You are not specifying what other restrictions/requirements you may have or what is your definition of
a big number of matches.
As a general answer I would say that doing string manipulation in the database is not an efficient approach.
It is too slow and imposes much work on your DB which is usually a shared resource.
IMO you should do this programmatically.
A way to do this could be to keep metadata in another table i.e. indexes of rows that contain the text cat and where in the sentence.
You can query this meta-table in order to figure the rows to query from your main table.
This extra table is more efficient than searching your defined table because queries with LIKE on suffixes can not use an index and you will end up with serial scans which would result in very slow performance
Solution for the Postgres database:
Add a new column to your table:
alter table my_table add text_as_array text[];
This column will contain the sentence spliced into words:
"the cat is black" -> ["the","cat","is","black"]

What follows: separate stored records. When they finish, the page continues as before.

//! Static width tables for the two standard PDF fonts the resume uses.
//!
//! Widths come from the Adobe core-14 AFM files, stored in em units
//! (AFM value / 1000). Tables cover ASCII 0x20..=0x7E, index = (char as usize) - 32.
//! Standard fonts are not embedded, so these tables are the only metrics the
//! renderer has for wrapping and centering.

/// The standard Type 1 fonts referenced by the resume.
#[derive(Debug, Clone, Copy, PartialEq, Eq, Hash)]
pub enum StandardFont {
    /// Section bodies.
    Helvetica,
    /// Title banner and section headings.
    HelveticaBold,
}

impl StandardFont {
    /// PostScript name written into the font dictionary.
    pub fn base_font(&self) -> &'static [u8] {
        match self {
            StandardFont::Helvetica => b"Helvetica",
            StandardFont::HelveticaBold => b"Helvetica-Bold",
        }
    }

    /// Resource name used in content streams.
    pub fn resource_name(&self) -> &'static [u8] {
        match self {
            StandardFont::Helvetica => b"F1",
            StandardFont::HelveticaBold => b"F2",
        }
    }

    pub fn metrics(&self) -> &'static FontMetricTable {
        match self {
            StandardFont::Helvetica => &HELVETICA_TABLE,
            StandardFont::HelveticaBold => &HELVETICA_BOLD_TABLE,
        }
    }
}

/// Static character-width table for a font.
///
/// `widths[i]` = width of ASCII character `(i + 32)` at 1em.
pub struct FontMetricTable {
    widths: [f32; 95],
    /// Fallback width for non-ASCII characters (codepoints > 0x7E).
    pub average_char_width: f32,
    pub space_width: f32,
}

impl FontMetricTable {
    /// Measures the rendered width of a string in em units.
    ///
    /// Non-ASCII characters fall back to `average_char_width`.
    pub fn measure_str(&self, s: &str) -> f32 {
        s.chars().map(|c| self.char_width(c)).sum()
    }

    /// Width of `s` in points at `size_pt`.
    pub fn width_pt(&self, s: &str, size_pt: f32) -> f32 {
        self.measure_str(s) * size_pt
    }

    fn char_width(&self, c: char) -> f32 {
        let code = c as usize;
        if (32..=126).contains(&code) {
            self.widths[code - 32]
        } else {
            self.average_char_width
        }
    }

    /// Breaks `text` into lines no wider than `max_width_pt` at `size_pt`.
    ///
    /// Explicit newlines always break. Within a paragraph lines break at
    /// single spaces, so a paragraph that fits comes back byte-for-byte.
    /// A word wider than the line is split between characters.
    /// Empty input yields one empty line.
    pub fn wrap(&self, text: &str, size_pt: f32, max_width_pt: f32) -> Vec<String> {
        let max_em = max_width_pt / size_pt;
        text.split('\n')
            .flat_map(|para| self.wrap_paragraph(para.strip_suffix('\r').unwrap_or(para), max_em))
            .collect()
    }

    fn wrap_paragraph(&self, para: &str, max_em: f32) -> Vec<String> {
        let mut lines = Vec::new();
        let mut current: Option<(String, f32)> = None;

        for word in para.split(' ') {
            let word_w = self.measure_str(word);
            match current.take() {
                Some((mut line, width)) if width + self.space_width + word_w <= max_em => {
                    line.push(' ');
                    line.push_str(word);
                    current = Some((line, width + self.space_width + word_w));
                }
                Some((line, _)) => {
                    lines.push(line);
                    // A run of spaces at the break point is swallowed.
                    if !word.is_empty() {
                        current = Some(self.start_line(word, max_em, &mut lines));
                    }
                }
                None => current = Some(self.start_line(word, max_em, &mut lines)),
            }
        }

        match current {
            Some((line, _)) => lines.push(line),
            None if lines.is_empty() => lines.push(String::new()),
            None => {}
        }
        lines
    }

    /// Opens a line with `word`, hard-splitting it into `lines` when it
    /// cannot fit on a line of its own. Returns the open remainder.
    fn start_line(&self, word: &str, max_em: f32, lines: &mut Vec<String>) -> (String, f32) {
        let mut chunk = String::new();
        let mut width = 0.0_f32;
        for c in word.chars() {
            let w = self.char_width(c);
            if !chunk.is_empty() && width + w > max_em {
                lines.push(std::mem::take(&mut chunk));
                width = 0.0;
            }
            chunk.push(c);
            width += w;
        }
        (chunk, width)
    }
}

/// Helvetica (regular).
static HELVETICA_TABLE: FontMetricTable = FontMetricTable {
    #[rustfmt::skip]
    widths: [
        // sp     !      "      #      $      %      &      '      (      )      *      +      ,      -      .      /
        0.278, 0.278, 0.355, 0.556, 0.556, 0.889, 0.667, 0.191, 0.333, 0.333, 0.389, 0.584, 0.278, 0.333, 0.278, 0.278,
        // 0      1      2      3      4      5      6      7      8      9
        0.556, 0.556, 0.556, 0.556, 0.556, 0.556, 0.556, 0.556, 0.556, 0.556,
        // :      ;      <      =      >      ?      @
        0.278, 0.278, 0.584, 0.584, 0.584, 0.556, 1.015,
        // A      B      C      D      E      F      G      H      I      J      K      L      M
        0.667, 0.667, 0.722, 0.722, 0.667, 0.611, 0.778, 0.722, 0.278, 0.500, 0.667, 0.556, 0.833,
        // N      O      P      Q      R      S      T      U      V      W      X      Y      Z
        0.722, 0.778, 0.667, 0.778, 0.722, 0.667, 0.611, 0.722, 0.667, 0.944, 0.667, 0.667, 0.611,
        // [      \      ]      ^      _      `
        0.278, 0.278, 0.278, 0.469, 0.556, 0.333,
        // a      b      c      d      e      f      g      h      i      j      k      l      m
        0.556, 0.556, 0.500, 0.556, 0.556, 0.278, 0.556, 0.556, 0.222, 0.222, 0.500, 0.222, 0.833,
        // n      o      p      q      r      s      t      u      v      w      x      y      z
        0.556, 0.556, 0.556, 0.556, 0.333, 0.500, 0.278, 0.556, 0.500, 0.722, 0.500, 0.500, 0.500,
        // {      |      }      ~
        0.334, 0.260, 0.334, 0.584,
    ],
    average_char_width: 0.556,
    space_width: 0.278,
};

/// Helvetica-Bold.
static HELVETICA_BOLD_TABLE: FontMetricTable = FontMetricTable {
    #[rustfmt::skip]
    widths: [
        // sp     !      "      #      $      %      &      '      (      )      *      +      ,      -      .      /
        0.278, 0.333, 0.474, 0.556, 0.556, 0.889, 0.722, 0.238, 0.333, 0.333, 0.389, 0.584, 0.278, 0.333, 0.278, 0.278,
        // 0      1      2      3      4      5      6      7      8      9
        0.556, 0.556, 0.556, 0.556, 0.556, 0.556, 0.556, 0.556, 0.556, 0.556,
        // :      ;      <      =      >      ?      @
        0.333, 0.333, 0.584, 0.584, 0.584, 0.611, 0.975,
        // A      B      C      D      E      F      G      H      I      J      K      L      M
        0.722, 0.722, 0.722, 0.722, 0.667, 0.611, 0.778, 0.722, 0.278, 0.556, 0.722, 0.611, 0.833,
        // N      O      P      Q      R      S      T      U      V      W      X      Y      Z
        0.722, 0.778, 0.667, 0.778, 0.722, 0.667, 0.611, 0.722, 0.667, 0.944, 0.667, 0.667, 0.611,
        // [      \      ]      ^      _      `
        0.333, 0.278, 0.333, 0.584, 0.556, 0.333,
        // a      b      c      d      e      f      g      h      i      j      k      l      m
        0.556, 0.611, 0.556, 0.611, 0.556, 0.333, 0.611, 0.611, 0.278, 0.278, 0.556, 0.278, 0.889,
        // n      o      p      q      r      s      t      u      v      w      x      y      z
        0.611, 0.611, 0.611, 0.611, 0.389, 0.556, 0.333, 0.611, 0.556, 0.778, 0.556, 0.556, 0.500,
        // {      |      }      ~
        0.389, 0.280, 0.389, 0.584,
    ],
    average_char_width: 0.611,
    space_width: 0.278,
};

#[cfg(test)]
mod tests {
    use super::*;

    fn helvetica() -> &'static FontMetricTable {
        StandardFont::Helvetica.metrics()
    }

    #[test]
    fn test_measure_str_empty_returns_zero() {
        assert_eq!(helvetica().measure_str(""), 0.0);
    }

    #[test]
    fn test_bold_title_width() {
        // "Resume" = R(0.722) + e(0.556) + s(0.556) + u(0.611) + m(0.889) + e(0.556) = 3.890
        let width = StandardFont::HelveticaBold.metrics().measure_str("Resume");
        assert!((width - 3.890).abs() < 1e-3, "got {width}");
    }

    #[test]
    fn test_non_ascii_falls_back_to_average() {
        let metrics = helvetica();
        assert!((metrics.measure_str("é") - metrics.average_char_width).abs() < 1e-4);
    }

    #[test]
    fn test_short_text_is_returned_verbatim() {
        let lines = helvetica().wrap("Python, C++,  Go", 12.0, 500.0);
        assert_eq!(lines, vec!["Python, C++,  Go"]);
    }

    #[test]
    fn test_empty_text_is_one_blank_line() {
        assert_eq!(helvetica().wrap("", 12.0, 500.0), vec![String::new()]);
    }

    #[test]
    fn test_explicit_newlines_break() {
        let lines = helvetica().wrap(
            "Name: Ada\r\nEmail: ada@example.com\n\nPhone: 1",
            12.0,
            500.0,
        );
        assert_eq!(
            lines,
            vec!["Name: Ada", "Email: ada@example.com", "", "Phone: 1"]
        );
    }

    #[test]
    fn test_long_paragraph_wraps_within_width() {
        let metrics = helvetica();
        let text =
            "Led the migration of a monolithic billing system to event driven services ".repeat(6);
        let lines = metrics.wrap(text.trim_end(), 12.0, 200.0);
        assert!(lines.len() > 1);
        for line in &lines {
            assert!(
                metrics.width_pt(line, 12.0) <= 200.0 + 1e-3,
                "line too wide: {line:?}"
            );
        }
        assert_eq!(lines.join(" "), text.trim_end());
    }

    #[test]
    fn test_oversized_word_is_split_by_character() {
        let metrics = helvetica();
        let word = "x".repeat(200);
        let lines = metrics.wrap(&word, 12.0, 100.0);
        assert!(lines.len() > 1);
        assert_eq!(lines.concat(), word);
        for line in &lines {
            assert!(metrics.width_pt(line, 12.0) <= 100.0 + 1e-3);
        }
    }

    #[test]
    fn test_resource_names_are_distinct() {
        assert_ne!(
            StandardFont::Helvetica.resource_name(),
            StandardFont::HelveticaBold.resource_name()
        );
    }
}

Populate this column with values from current records:
update my_table set text_as_array = string_to_array(text,' ');
(and don't forget to set it's value to string_to_array(text,' ') when inserting new records)
Create a gin index on it:
create index my_table_text_as_array_index on text_as_array gin(text_as_array);
analyze my_table;
Then all you need is run a fast query as simple as this:
select *
from my_table
where text_as_array #> ARRAY['cat']
and text_as_array[3] = 'cat' -- third word in sentence
order by id
limit 1
offset 2 -- second occurrence
It took 11ms to search over ~2,400,000 records in tests I did in my machine.
Explain:
Limit (cost=11252.08..11252.08 rows=1 width=104)
-> Sort (cost=11252.07..11252.12 rows=19 width=104)
Sort Key: id
-> Bitmap Heap Scan on my_table (cost=48.21..11251.83 rows=19 width=104)
Recheck Cond: (text_as_array #> '{cat}'::text[])
Filter: (text_as_array[3] = 'cat'::text)
-> Bitmap Index Scan on my_table_text_as_array_index (cost=0.00..48.20 rows=3761 width=0)
Index Cond: (text_as_array #> '{cat}'::text[])
A "directly in the database" solution seems preferable from an efficiency standpoint as most types of abstraction layer or loading/processing elsewhere are likely to incur additional overheads.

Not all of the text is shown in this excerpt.